# Heroes of Pymoli Data Analysis

In [19]:
import pandas as pd
import numpy as np
import os

data = os.path.join("purchase_data.json")

purchasedata = pd.read_json(data)
purchasedata.head()

Unnamed: 0,Age,Gender,Item ID,Item Name,Price,SN
0,38,Male,165,Bone Crushing Silver Skewer,3.37,Aelalis34
1,21,Male,119,"Stormbringer, Dark Blade of Ending Misery",2.32,Eolo46
2,34,Male,174,Primitive Blade,2.46,Assastnya25
3,21,Male,92,Final Critic,1.36,Pheusrical25
4,23,Male,63,Stormfury Mace,1.27,Aela59


# Player Count

In [20]:


#Total Number of Players

player_count = len(purchasedata["SN"].unique())

player_count = pd.DataFrame([purchasedata['SN'].nunique()], columns = ['Total Players']) 

player_count

Unnamed: 0,Total Players
0,573


# Unique Items

In [23]:
# Number of Unique Items
uniq_items = len(purchasedata["Item Name"].unique())  

uniq_items = pd.DataFrame([purchasedata["Item Name"].nunique()], columns = ["Unique Items"])

uniq_items



Unnamed: 0,Unique Items
0,179


# Average Purchase Price

In [24]:
# Average Purchase Price
av_price = purchasedata["Price"].mean()

av_price = pd.DataFrame([purchasedata["Price"].mean()], columns = ["Average Price"])

av_price["Average Price"] = av_price["Average Price"].map("${:.2f}".format)

av_price


Unnamed: 0,Average Price
0,$2.93


# Total Number of Purchases

In [5]:
# Total Number of Purchases
total_purch = purchasedata["Price"].count()

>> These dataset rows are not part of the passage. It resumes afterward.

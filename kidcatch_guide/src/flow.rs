// Guided creation flow: one parent/child session from the opening prompt to
// a finished configuration.
//
// State machine:
//
//   start() ──► Object ──► Catcher ──► Color ──► Speed ──► complete
//
// `start` asks the guide for the opening and moves straight to `Object`.
// Each `answer` records a `CreationStep` against the current step (its
// question is the first suggestion on screen, else `DEFAULT_QUESTION`), asks
// the guide about it, and either advances to the guide's `next_step` or, when
// that is `Complete` or four answers are in, finishes: the configuration is
// assembled, and the effect text and share text are generated.
//
// Blank answers are rejected without touching state. A finished flow rejects
// further answers.

use tracing::{debug, info};

use kidcatch_mapping::{CreationStep, GameConfiguration, StepId, build_configuration, describe};

use crate::error::FlowError;
use crate::fallback::DEFAULT_QUESTION;
use crate::guide::{Guidance, Guide};

/// Answers after which the flow finishes regardless of the step.
pub const MAX_ANSWERS: usize = 4;

/// What a finished flow produced.
#[derive(Clone, Debug, PartialEq)]
pub struct FlowOutcome {
    pub steps: Vec<CreationStep>,
    pub configuration: GameConfiguration,
    pub game_effect: String,
    pub share_text: String,
}

/// Result of one accepted answer.
#[derive(Clone, Debug, PartialEq)]
pub enum FlowProgress {
    Continue(Guidance),
    Complete(FlowOutcome),
}

#[derive(Clone, Debug)]
pub struct CreationFlow {
    current: StepId,
    steps: Vec<CreationStep>,
    guidance: Guidance,
    outcome: Option<FlowOutcome>,
}

impl CreationFlow {
    pub fn start(guide: &Guide) -> Self {
        let guidance = guide.guide_step(StepId::Start, &[], None);
        Self {
            current: guidance.next_step,
            steps: Vec::new(),
            guidance,
            outcome: None,
        }
    }

    pub fn current_step(&self) -> StepId {
        if self.outcome.is_some() {
            StepId::Complete
        } else {
            self.current
        }
    }

    pub fn steps(&self) -> &[CreationStep] {
        &self.steps
    }

    /// Latest guidance shown to the parent.
    pub fn guidance(&self) -> &Guidance {
        &self.guidance
    }

    pub fn is_complete(&self) -> bool {
        self.outcome.is_some()
    }

    pub fn outcome(&self) -> Option<&FlowOutcome> {
        self.outcome.as_ref()
    }

    pub fn answer(&mut self, guide: &Guide, answer: &str) -> Result<FlowProgress, FlowError> {
        if self.outcome.is_some() {
            return Err(FlowError::AlreadyComplete);
        }
        let answer = answer.trim();
        if answer.is_empty() {
            return Err(FlowError::EmptyAnswer);
        }

        let question = self
            .guidance
            .suggested_questions
            .first()
            .map_or(DEFAULT_QUESTION, String::as_str);
        let step = CreationStep::new(self.current, question, answer);
        let mut steps = self.steps.clone();
        steps.push(step);

        let guidance = guide.guide_step(self.current, &steps, Some(answer));
        debug!(step = %self.current, next = %guidance.next_step, "answer recorded");

        if guidance.next_step == StepId::Complete || steps.len() >= MAX_ANSWERS {
            let outcome = finish(guide, &steps)?;
            info!(title = %outcome.configuration.game_title, "creation flow complete");
            self.steps = steps;
            self.guidance = guidance;
            self.outcome = Some(outcome.clone());
            return Ok(FlowProgress::Complete(outcome));
        }

        self.steps = steps;
        self.current = guidance.next_step;
        self.guidance = guidance.clone();
        Ok(FlowProgress::Continue(guidance))
    }
}

fn finish(guide: &Guide, steps: &[CreationStep]) -> Result<FlowOutcome, FlowError> {
    let assembled = build_configuration(steps, None, None)?;
    let configuration = assembled.configuration;
    let game_effect = describe(
        &configuration.object_type,
        &configuration.catcher_type,
        configuration.object_color.as_deref(),
    );
    let share_text = guide.share_text(&configuration.game_title, steps);
    Ok(FlowOutcome {
        steps: steps.to_vec(),
        configuration,
        game_effect,
        share_text,
    })
}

total_purch = pd.DataFrame([purchasedata["Price"].count()], columns = ["Total Purchases"])

total_purch


Unnamed: 0,Total Purchases
0,780


# Total Revenue

In [6]:
# Total Revenue
total_rev = purchasedata["Price"].sum()

total_rev = pd.DataFrame([purchasedata["Price"].sum()], columns = ["Total Revenue"])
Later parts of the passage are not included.